Tongue thoroughly in cheek, and well worth a read.
* Dopey, Buzzy, Smoky—and Stupid Speaking of Kleiman, this in-depth proposal for reforming drug policy (in everything from prohibition to enforcement to rehabilitation) is also a must-read. I don't agree with all of its proposals (the alcohol tax or ban on commercial weed in particular), but it's a serious attempt at tackling a policy that's increasingly (finally!) being recognized as massively dumb in mainstream discussion.
* The New Monogamy One of the key features of this particular Breaking Time is how thoroughly the way society regards exclusivity in relationships has been thrown into disarray. Tammy Nelson takes a crack at defining how it's all — especially monogamy and marriage — shaping up under the cultural vicissitudes. A refreshing, ground-level — she's a therapist — view on an important topic.
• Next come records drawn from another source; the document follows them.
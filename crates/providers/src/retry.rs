//! Bounded retry with exponential backoff, plus optional rate limiting.
//!
//! [`GuardedProvider`] decorates any [`Provider`] and is applied uniformly to
//! generation, classification and summarization. Non-retryable errors
//! (see [`ProviderError::is_retryable`]) are returned immediately.

use crate::rate_limit::RateLimiter;
use async_trait::async_trait;
use cardwise_core::error::ProviderError;
use cardwise_core::provider::{Provider, ProviderRequest, ProviderResponse};
use std::sync::Arc;
use std::time::Duration;
use tracing::{info, warn};

/// Attempt budget and backoff schedule.
#[derive(Debug, Clone, Copy, PartialEq, Eq)]
pub struct RetryPolicy {
    /// Total attempts including the first; at least 1.
    pub max_attempts: u32,
    pub base_backoff: Duration,
    pub max_backoff: Duration,
}

impl Default for RetryPolicy {
    fn default() -> Self {
        Self {
            max_attempts: 3,
            base_backoff: Duration::from_millis(500),
            max_backoff: Duration::from_secs(10),
        }
    }
}

impl RetryPolicy {
    pub fn from_config(config: &cardwise_config::RetryConfig) -> Self {
        Self {
            max_attempts: config.max_attempts.max(1),
            base_backoff: Duration::from_millis(config.base_backoff_ms),
            max_backoff: Duration::from_millis(config.max_backoff_ms),
        }
    }

    /// A single attempt, no retries.
    pub fn none() -> Self {
        Self {
            max_attempts: 1,
            ..Self::default()
        }
    }

    /// Delay before retry number `retry` (1-based): base * 2^(retry-1), capped.
    pub fn backoff(&self, retry: u32) -> Duration {
        let factor = 2u32.saturating_pow(retry.saturating_sub(1));
        self.base_backoff
            .saturating_mul(factor)
            .min(self.max_backoff)
    }
}

/// A provider wrapped with retry and an injected rate limiter.
pub struct GuardedProvider {
    inner: Arc<dyn Provider>,
    policy: RetryPolicy,
    limiter: Option<Arc<RateLimiter>>,
    scope: String,
    attempt_timeout: Option<Duration>,
}

impl GuardedProvider {
    pub fn new(inner: Arc<dyn Provider>, policy: RetryPolicy) -> Self {
        let scope = inner.name().to_string();
        Self {
            inner,
            policy,
            limiter: None,
            scope,
            attempt_timeout: None,
        }
    }

    /// Share a rate limiter; requests are counted under `scope`.
    pub fn with_rate_limiter(mut self, limiter: Arc<RateLimiter>, scope: impl Into<String>) -> Self {
        self.limiter = Some(limiter);
        self.scope = scope.into();
        self
    }

    /// Bound each individual attempt.
    pub fn with_attempt_timeout(mut self, timeout: Duration) -> Self {
        self.attempt_timeout = Some(timeout);
        self
    }

    pub fn policy(&self) -> RetryPolicy {
        self.policy
    }

    async fn attempt(&self, request: ProviderRequest) -> Result<ProviderResponse, ProviderError> {
        if let Some(limiter) = &self.limiter
            && !limiter.check(&self.scope)
        {
            let wait = limiter.retry_after(&self.scope);
            return Err(ProviderError::RateLimited {
                retry_after_secs: wait.as_secs().max(1),
            });
        }

        match self.attempt_timeout {
            Some(limit) => tokio::time::timeout(limit, self.inner.complete(request))
                .await
                .unwrap_or_else(|_| {
                    Err(ProviderError::Timeout(format!(
                        "Provider '{}' timed out after {}ms",
                        self.inner.name(),
                        limit.as_millis()
                    )))
                }),
            None => self.inner.complete(request).await,
        }
    }
}

#[async_trait]
impl Provider for GuardedProvider {
    fn name(&self) -> &str {
        self.inner.name()
    }

    async fn complete(
        &self,
        request: ProviderRequest,
    ) -> std::result::Result<ProviderResponse, ProviderError> {
        let mut attempt = 1;

        loop {
            match self.attempt(request.clone()).await {
                Ok(response) => {
                    if attempt > 1 {
                        info!(provider = %self.inner.name(), attempt, "Provider recovered after retries");
                    }
                    return Ok(response);
                }
                Err(e) if !e.is_retryable() => {
                    warn!(provider = %self.inner.name(), error = %e, "Non-retryable provider error");
                    return Err(e);
                }
                Err(e) if attempt >= self.policy.max_attempts => {
                    warn!(
                        provider = %self.inner.name(),
                        attempts = attempt,
                        error = %e,
                        "Provider retries exhausted"
                    );
                    return Err(e);
                }
                Err(e) => {
                    let mut delay = self.policy.backoff(attempt);
                    if let ProviderError::RateLimited { retry_after_secs } = &e {
                        delay = delay
                            .max(Duration::from_secs(*retry_after_secs))
                            .min(self.policy.max_backoff);
                    }
                    warn!(
                        provider = %self.inner.name(),
                        attempt,
                        max_attempts = self.policy.max_attempts,
                        delay_ms = delay.as_millis() as u64,
                        error = %e,
                        "Provider call failed, retrying"
                    );
                    tokio::time::sleep(delay).await;
                    attempt += 1;
                }
            }
        }
    }

    async fn health_check(&self) -> std::result::Result<bool, ProviderError> {
        self.inner.health_check().await
    }
}
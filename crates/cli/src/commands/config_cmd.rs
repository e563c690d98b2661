//! `cardwise config`: Configuration management commands.

use cardwise_config::AppConfig;

pub async fn validate() -> Result<(), Box<dyn std::error::Error>> {
    println!("Validating configuration...");

    match AppConfig::load() {
        Ok(config) => {
            println!("   Config parsed successfully");

            let mut warnings = Vec::new();
            if !config.has_api_key() && !matches!(config.provider.name.as_str(), "ollama" | "vllm" | "local") {
                warnings.push("No API key set (set CARDWISE_API_KEY or OPENAI_API_KEY)");
            }
            if config.compaction.threshold < config.compaction.interval {
                warnings.push("compaction.threshold is below compaction.interval");
            }
            if !config.classifier.enabled {
                warnings.push("Classifier disabled; intents come from keyword matching only");
            }

            if warnings.is_empty() {
                println!("   All checks passed");
            } else {
                println!();
                for w in &warnings {
                    println!("   warning: {w}");
                }
            }

            println!();
            println!("   Provider:    {}", config.provider.name);
            println!("   Model:       {}", config.provider.model);
            println!("   Classifier:  {}", config.classifier_model());
            println!("   Summarizer:  {}", config.summarizer_model());
            println!("   Store:       {} ({})", config.store.backend, config.store.resolved_path());
        }
        Err(e) => {
            println!("   Config error: {e}");
            return Err(e.into());
        }
    }

    Ok(())
}

pub async fn show() -> Result<(), Box<dyn std::error::Error>> {
    let config = AppConfig::load().map_err(|e| format!("Failed to load config: {e}"))?;
    println!("{}", redacted_toml(config)?);
    Ok(())
}

pub async fn path() -> Result<(), Box<dyn std::error::Error>> {
    let config_path = AppConfig::config_dir().join("config.toml");
    println!("{}", config_path.display());
    Ok(())
}

fn redacted_toml(mut config: AppConfig) -> Result<String, toml::ser::Error> {
    if config.provider.api_key.is_some() {
        config.provider.api_key = Some("***".into());
    }
    toml::to_string_pretty(&config)
}
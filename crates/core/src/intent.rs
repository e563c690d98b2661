//! Intent: what the latest user message is about, and which cards matter.

use crate::card::CardType;
use serde::{Deserialize, Serialize};
use std::collections::BTreeSet;

/// Topic category of a user message.
///
/// Declaration order matters: the keyword fallback breaks ties in favour of
/// the earlier category.
#[derive(Debug, Clone, Copy, PartialEq, Eq, Hash, Serialize, Deserialize)]
#[serde(rename_all = "snake_case")]
pub enum IntentCategory {
    ContentGeneration,
    BusinessInfo,
    Compliance,
    TechnicalSetup,
    General,
}

impl IntentCategory {
    /// All categories in declaration order.
    pub const ALL: [IntentCategory; 5] = [
        Self::ContentGeneration,
        Self::BusinessInfo,
        Self::Compliance,
        Self::TechnicalSetup,
        Self::General,
    ];

    pub fn as_str(&self) -> &'static str {
        match self {
            Self::ContentGeneration => "content_generation",
            Self::BusinessInfo => "business_info",
            Self::Compliance => "compliance",
            Self::TechnicalSetup => "technical_setup",
            Self::General => "general",
        }
    }

    /// Parse a category name; anything unrecognised is `General`.
    pub fn parse_lenient(raw: &str) -> Self {
        let normalized = raw.trim().to_ascii_lowercase().replace([' ', '-'], "_");
        Self::ALL
            .into_iter()
            .find(|c| c.as_str() == normalized)
            .unwrap_or(Self::General)
    }

    /// The fixed card types that belong to this category.
    pub fn card_types(&self) -> Vec<CardType> {
        match self {
            Self::ContentGeneration => vec![
                CardType::BrandVoice,
                CardType::ContentGuidelines,
                CardType::TargetAudience,
            ],
            Self::BusinessInfo => vec![
                CardType::BusinessOverview,
                CardType::ProductsServices,
                CardType::Faq,
            ],
            Self::Compliance => vec![CardType::ComplianceRules],
            Self::TechnicalSetup => vec![CardType::TechnicalSetup],
            Self::General => vec![CardType::BusinessOverview],
        }
    }

    /// Whether `card_type` is in this category's fixed type list.
    pub fn covers(&self, card_type: &CardType) -> bool {
        self.card_types().contains(card_type)
    }

    /// Keywords used by the deterministic fallback classifier.
    pub fn keywords(&self) -> &'static [&'static str] {
        match self {
            Self::ContentGeneration => &[
                "write", "draft", "post", "blog", "caption", "email", "newsletter",
                "copy", "headline", "tagline", "tweet", "content", "article", "tone",
            ],
            Self::BusinessInfo => &[
                "price", "pricing", "product", "service", "hours", "location",
                "offer", "customers", "about", "company", "business", "team",
            ],
            Self::Compliance => &[
                "compliance", "legal", "regulation", "disclaimer", "policy",
                "allowed", "forbidden", "claim", "gdpr", "privacy", "terms",
            ],
            Self::TechnicalSetup => &[
                "setup", "set up", "install", "configure", "integration", "api",
                "webhook", "domain", "dns", "login", "connect", "error",
            ],
            Self::General => &[],
        }
    }
}

impl std::fmt::Display for IntentCategory {
    fn fmt(&self, f: &mut std::fmt::Formatter<'_>) -> std::fmt::Result {
        f.write_str(self.as_str())
    }
}

/// Which path produced an intent.
#[derive(Debug, Clone, Copy, PartialEq, Eq, Serialize, Deserialize)]
#[serde(rename_all = "snake_case")]
pub enum IntentSource {
    Classifier,
    KeywordFallback,
}

/// The classified intent of one user message. Created fresh every turn.
#[derive(Debug, Clone, PartialEq, Serialize, Deserialize)]
#[serde(rename_all = "camelCase")]
pub struct Intent {
    pub category: IntentCategory,
    pub relevant_card_ids: BTreeSet<String>,
    /// 0–100.
    pub confidence: u8,
    pub reasoning: String,
    pub source: IntentSource,
}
* Chris Mohney strikes a blow against bullshit, especially of the "freedom means telling Muslims where they can pray" variety:
"Continuing the chain of imaginary offensiveness to stereotypes, I plan to open a Babies R Us next to the gay bar next to the mosque next to Ground Zero. Next to the Babies R Us I will open a pornographic bookstore, and next to that I will open a police station. Next to the police station I will open a hip-hop recording studio, and next to that I will open an Applebees. Next to the Applebees I will open a TGI Fridays (those guys HATE each other) and next to the TGI Fridays I will open a methadone clinic. Next to the methadone clinic I will open a crack house, and finally, next to that, I will open a Catholic church adjoining a daycare center for attractive boys, adjacent to which I will just blow up whatever’s there so I can erect a memorial, and next to that memorial I will open a community center dedicated to a locally inconvenient ethnicity that I hired to blow up the original structure on the memorial site. Next to that I’m just going to put up some condos."